- **PROMPT**
Exact reproduction of all the data is needed.

- **INPUT DATA**
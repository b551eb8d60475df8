//! `{name}` placeholder templates.
//!
//! Templates are rendered under two policies that must stay separate:
//!
//! - [`render_lenient`] is used while resolving the variable environment.
//!   A reference to an unknown name is not an error, the caller simply keeps
//!   the previous value and retries on the next pass.
//! - [`render_strict`] is used to materialize commands. Every referenced
//!   name must exist.
//!
//! Both fail on malformed syntax. `{{` and `}}` render as literal braces.

mod env;
mod resolver;

pub use env::{BuiltinVars, RuntimeVars, VariableEnv};
pub use resolver::{resolve_variables, resolve_with_limit, MAX_RESOLVE_PASSES};

use crate::errors::TemplateSyntaxError;
use thiserror::Error;

/// One piece of a parsed template.
#[derive(Debug, Clone, PartialEq, Eq)]
pub enum Segment {
    /// Text copied verbatim (escapes already collapsed).
    Literal(String),
    /// A `{name}` reference.
    Placeholder(String),
}

/// A parsed template.
#[derive(Debug, Clone, PartialEq, Eq)]
pub struct Template {
    segments: Vec<Segment>,
}

/// Failure modes of strict rendering.
#[derive(Debug, Clone, PartialEq, Eq, Error)]
pub enum RenderError {
    /// The template could not be parsed.
    #[error(transparent)]
    Syntax(#[from] TemplateSyntaxError),
    /// A placeholder names a variable that is not defined.
    #[error("missing variable '{0}'")]
    MissingVariable(String),
}

impl Template {
    /// Parses a template string.
    ///
    /// # Errors
    ///
    /// Returns the first syntax error found, with its byte offset.
    pub fn parse(source: &str) -> Result<Self, TemplateSyntaxError> {
        let mut segments = Vec::new();
        let mut literal = String::new();
        let mut chars = source.char_indices().peekable();

        while let Some((idx, ch)) = chars.next() {
            match ch {
                '{' => {
                    if chars.next_if(|&(_, c)| c == '{').is_some() {
                        literal.push('{');
                        continue;
                    }

                    let mut name = String::new();
                    loop {
                        match chars.next() {
                            Some((_, '}')) => break,
                            Some((pos, '{')) => return Err(TemplateSyntaxError::NestedBrace(pos)),
                            Some((_, c)) => name.push(c),
                            None => return Err(TemplateSyntaxError::UnclosedBrace(idx)),
                        }
                    }

                    if name.is_empty() {
                        return Err(TemplateSyntaxError::EmptyPlaceholder(idx));
                    }
                    if !literal.is_empty() {
                        segments.push(Segment::Literal(std::mem::take(&mut literal)));
                    }
                    segments.push(Segment::Placeholder(name));
                }
                '}' => {
                    if chars.next_if(|&(_, c)| c == '}').is_some() {
                        literal.push('}');
                    } else {
                        return Err(TemplateSyntaxError::StrayClosingBrace(idx));
                    }
                }
                c => literal.push(c),
            }
        }

        if !literal.is_empty() {
            segments.push(Segment::Literal(literal));
        }

        Ok(Self { segments })
    }

    /// Returns the parsed segments.
    #[must_use]
    pub fn segments(&self) -> &[Segment] {
        &self.segments
    }

    /// Renders against `env`, or returns `None` if any name is undefined.
    #[must_use]
    pub fn render_lenient(&self, env: &VariableEnv) -> Option<String> {
        let mut out = String::new();
        for segment in &self.segments {
            match segment {
                Segment::Literal(text) => out.push_str(text),
                Segment::Placeholder(name) => out.push_str(env.get(name)?),
            }
        }
        Some(out)
    }

    /// Renders against `env`, failing on the first undefined name.
    ///
    /// # Errors
    ///
    /// Returns [`RenderError::MissingVariable`] naming the first undefined variable.
    pub fn render_strict(&self, env: &VariableEnv) -> Result<String, RenderError> {
        let mut out = String::new();
        for segment in &self.segments {
            match segment {
                Segment::Literal(text) => out.push_str(text),
                Segment::Placeholder(name) => {
                    let value = env
                        .get(name)
                        .ok_or_else(|| RenderError::MissingVariable(name.clone()))?;
                    out.push_str(value);
                }
            }
        }
        Ok(out)
    }
}

/// Parses and renders `source`, tolerating undefined names.
///
/// Returns `Ok(None)` when at least one placeholder is undefined; the
/// template is then left for a later pass.
///
/// # Errors
///
/// Returns a syntax error if `source` is malformed.
pub fn render_lenient(
    source: &str,
    env: &VariableEnv,
) -> Result<Option<String>, TemplateSyntaxError> {
    Ok(Template::parse(source)?.render_lenient(env))
}

/// Parses and renders `source`, requiring every name to be defined.
///
/// # Errors
///
/// Returns a syntax error if `source` is malformed, or the first undefined
/// variable name.
pub fn render_strict(source: &str, env: &VariableEnv) -> Result<String, RenderError> {
    Template::parse(source)?.render_strict(env)
}

#[cfg(test)]
mod tests {
    use super::*;
    use pretty_assertions::assert_eq;

    fn env(pairs: &[(&str, &str)]) -> VariableEnv {
        pairs.iter().copied().collect()
    }

    #[test]
    fn test_parse_segments() {
        let template = Template::parse("make -C {root} {target}").unwrap();
        assert_eq!(
            template.segments(),
            &[
                Segment::Literal("make -C ".to_string()),
                Segment::Placeholder("root".to_string()),
                Segment::Literal(" ".to_string()),
                Segment::Placeholder("target".to_string()),
            ]
        );
    }

    #[test]
    fn test_escaped_braces() {
        let rendered = render_strict("awk '{{print $1}}' {file}", &env(&[("file", "a.txt")])).unwrap();
        assert_eq!(rendered, "awk '{print $1}' a.txt");
    }

    #[test]
    fn test_syntax_errors() {
        assert_eq!(
            Template::parse("echo {name").unwrap_err(),
            TemplateSyntaxError::UnclosedBrace(5)
        );
        assert_eq!(
            Template::parse("echo name}").unwrap_err(),
            TemplateSyntaxError::StrayClosingBrace(9)
        );
        assert_eq!(
            Template::parse("echo {}").unwrap_err(),
            TemplateSyntaxError::EmptyPlaceholder(5)
        );
        assert_eq!(
            Template::parse("{a{b}}").unwrap_err(),
            TemplateSyntaxError::NestedBrace(2)
        );
    }

    #[test]
    fn test_lenient_leaves_unknown_names() {
        let vars = env(&[("x", "1")]);
        assert_eq!(render_lenient("{x}-{y}", &vars).unwrap(), None);
        assert_eq!(render_lenient("{x}-2", &vars).unwrap(), Some("1-2".to_string()));
    }

    #[test]
    fn test_strict_reports_missing_variable() {
        let err = render_strict("echo {undefined_var}", &VariableEnv::new()).unwrap_err();
        assert_eq!(err, RenderError::MissingVariable("undefined_var".to_string()));
    }

    #[test]
    fn test_strict_reports_syntax_before_missing() {
        let err = render_strict("echo {missing} }", &VariableEnv::new()).unwrap_err();
        assert!(matches!(err, RenderError::Syntax(TemplateSyntaxError::StrayClosingBrace(15))));
    }

    #[test]
    fn test_values_are_inserted_verbatim() {
        let vars = env(&[("pattern", "{not a placeholder}")]);
        assert_eq!(
            render_strict("grep '{pattern}'", &vars).unwrap(),
            "grep '{not a placeholder}'"
        );
    }

    #[test]
    fn test_unicode_offsets() {
        assert_eq!(
            Template::parse("→ {").unwrap_err(),
            TemplateSyntaxError::UnclosedBrace(4)
        );
    }
}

- **YOUR SOLUTION**
repository b551eb8d60475df8
//! `{name}` placeholder templates.
//!
//! Templates are rendered under two policies that must stay separate:
//!
//! - [`render_lenient`] is used while resolving the variable environment.
//!   A reference to an unknown name is not an error, the caller simply keeps
//!   the previous value and retries on the next pass.
//! - [`render_strict`] is used to materialize commands. Every referenced
//!   name must exist.
//!
//! Both fail on malformed syntax. `{{` and `}}` render as literal braces.

mod env;
mod resolver;

pub use env::{BuiltinVars, RuntimeVars, VariableEnv};
pub use resolver::{resolve_variables, resolve_with_limit, MAX_RESOLVE_PASSES};

use crate::errors::TemplateSyntaxError;
use thiserror::Error;

/// One piece of a parsed template.
#[derive(Debug, Clone, PartialEq, Eq)]
pub enum Segment {
    /// Text copied verbatim (escapes already collapsed).
    Literal(String),
    /// A `{name}` reference.
    Placeholder(String),
}

/// A parsed template.
#[derive(Debug, Clone, PartialEq, Eq)]
pub struct Template {
    segments: Vec<Segment>,
}

/// Failure modes of strict rendering.
#[derive(Debug, Clone, PartialEq, Eq, Error)]
pub enum RenderError {
    /// The template could not be parsed.
    #[error(transparent)]
    Syntax(#[from] TemplateSyntaxError),
    /// A placeholder names a variable that is not defined.
    #[error("missing variable '{0}'")]
    MissingVariable(String),
}

impl Template {
    /// Parses a template string.
    ///
    /// # Errors
    ///
    /// Returns the first syntax error found, with its byte offset.
    pub fn parse(source: &str) -> Result<Self, TemplateSyntaxError> {
        let mut segments = Vec::new();
        let mut literal = String::new();
        let mut chars = source.char_indices().peekable();

        while let Some((idx, ch)) = chars.next() {
            match ch {
                '{' => {
                    if chars.next_if(|&(_, c)| c == '{').is_some() {
                        literal.push('{');
                        continue;
                    }

                    let mut name = String::new();
                    loop {
                        match chars.next() {
                            Some((_, '}')) => break,
                            Some((pos, '{')) => return Err(TemplateSyntaxError::NestedBrace(pos)),
                            Some((_, c)) => name.push(c),
                            None => return Err(TemplateSyntaxError::UnclosedBrace(idx)),
                        }
                    }

                    if name.is_empty() {
                        return Err(TemplateSyntaxError::EmptyPlaceholder(idx));
                    }
                    if !literal.is_empty() {
                        segments.push(Segment::Literal(std::mem::take(&mut literal)));
                    }
                    segments.push(Segment::Placeholder(name));
                }
                '}' => {
                    if chars.next_if(|&(_, c)| c == '}').is_some() {
                        literal.push('}');
                    } else {
                        return Err(TemplateSyntaxError::StrayClosingBrace(idx));
                    }
                }
                c => literal.push(c),
            }
        }

        if !literal.is_empty() {
            segments.push(Segment::Literal(literal));
        }

        Ok(Self { segments })
    }

    /// Returns the parsed segments.
    #[must_use]
    pub fn segments(&self) -> &[Segment] {
        &self.segments
    }

    /// Renders against `env`, or returns `None` if any name is undefined.
    #[must_use]
    pub fn render_lenient(&self, env: &VariableEnv) -> Option<String> {
        let mut out = String::new();
        for segment in &self.segments {
            match segment {
                Segment::Literal(text) => out.push_str(text),
                Segment::Placeholder(name) => out.push_str(env.get(name)?),
            }
        }
        Some(out)
    }

    /// Renders against `env`, failing on the first undefined name.
    ///
    /// # Errors
    ///
    /// Returns [`RenderError::MissingVariable`] naming the first undefined variable.
    pub fn render_strict(&self, env: &VariableEnv) -> Result<String, RenderError> {
        let mut out = String::new();
        for segment in &self.segments {
            match segment {
                Segment::Literal(text) => out.push_str(text),
                Segment::Placeholder(name) => {
                    let value = env
                        .get(name)
                        .ok_or_else(|| RenderError::MissingVariable(name.clone()))?;
                    out.push_str(value);
                }
            }
        }
        Ok(out)
    }
}

/// Parses and renders `source`, tolerating undefined names.
///
/// Returns `Ok(None)` when at least one placeholder is undefined; the
/// template is then left for a later pass.
///
/// # Errors
///
/// Returns a syntax error if `source` is malformed.
pub fn render_lenient(
    source: &str,
    env: &VariableEnv,
) -> Result<Option<String>, TemplateSyntaxError> {
    Ok(Template::parse(source)?.render_lenient(env))
}

/// Parses and renders `source`, requiring every name to be defined.
///
/// # Errors
///
/// Returns a syntax error if `source` is malformed, or the first undefined
/// variable name.
pub fn render_strict(source: &str, env: &VariableEnv) -> Result<String, RenderError> {
    Template::parse(source)?.render_strict(env)
}

#[cfg(test)]
mod tests {
    use super::*;
    use pretty_assertions::assert_eq;

    fn env(pairs: &[(&str, &str)]) -> VariableEnv {
        pairs.iter().copied().collect()
    }

    #[test]
    fn test_parse_segments() {
        let template = Template::parse("make -C {root} {target}").unwrap();
        assert_eq!(
            template.segments(),
            &[
                Segment::Literal("make -C ".to_string()),
                Segment::Placeholder("root".to_string()),
                Segment::Literal(" ".to_string()),
                Segment::Placeholder("target".to_string()),
            ]
        );
    }

    #[test]
    fn test_escaped_braces() {
        let rendered = render_strict("awk '{{print $1}}' {file}", &env(&[("file", "a.txt")])).unwrap();
        assert_eq!(rendered, "awk '{print $1}' a.txt");
    }

    #[test]
    fn test_syntax_errors() {
        assert_eq!(
            Template::parse("echo {name").unwrap_err(),
            TemplateSyntaxError::UnclosedBrace(5)
        );
        assert_eq!(
            Template::parse("echo name}").unwrap_err(),
            TemplateSyntaxError::StrayClosingBrace(9)
        );
        assert_eq!(
            Template::parse("echo {}").unwrap_err(),
            TemplateSyntaxError::EmptyPlaceholder(5)
        );
        assert_eq!(
            Template::parse("{a{b}}").unwrap_err(),
            TemplateSyntaxError::NestedBrace(2)
        );
    }

    #[test]
    fn test_lenient_leaves_unknown_names() {
        let vars = env(&[("x", "1")]);
        assert_eq!(render_lenient("{x}-{y}", &vars).unwrap(), None);
        assert_eq!(render_lenient("{x}-2", &vars).unwrap(), Some("1-2".to_string()));
    }

    #[test]
    fn test_strict_reports_missing_variable() {
        let err = render_strict("echo {undefined_var}", &VariableEnv::new()).unwrap_err();
        assert_eq!(err, RenderError::MissingVariable("undefined_var".to_string()));
    }

    #[test]
    fn test_strict_reports_syntax_before_missing() {
        let err = render_strict("echo {missing} }", &VariableEnv::new()).unwrap_err();
        assert!(matches!(err, RenderError::Syntax(TemplateSyntaxError::StrayClosingBrace(15))));
    }

    #[test]
    fn test_values_are_inserted_verbatim() {
        let vars = env(&[("pattern", "{not a placeholder}")]);
        assert_eq!(
            render_strict("grep '{pattern}'", &vars).unwrap(),
            "grep '{not a placeholder}'"
        );
    }

    #[test]
    fn test_unicode_offsets() {
        assert_eq!(
            Template::parse("→ {").unwrap_err(),
            TemplateSyntaxError::UnclosedBrace(4)
        );
    }
}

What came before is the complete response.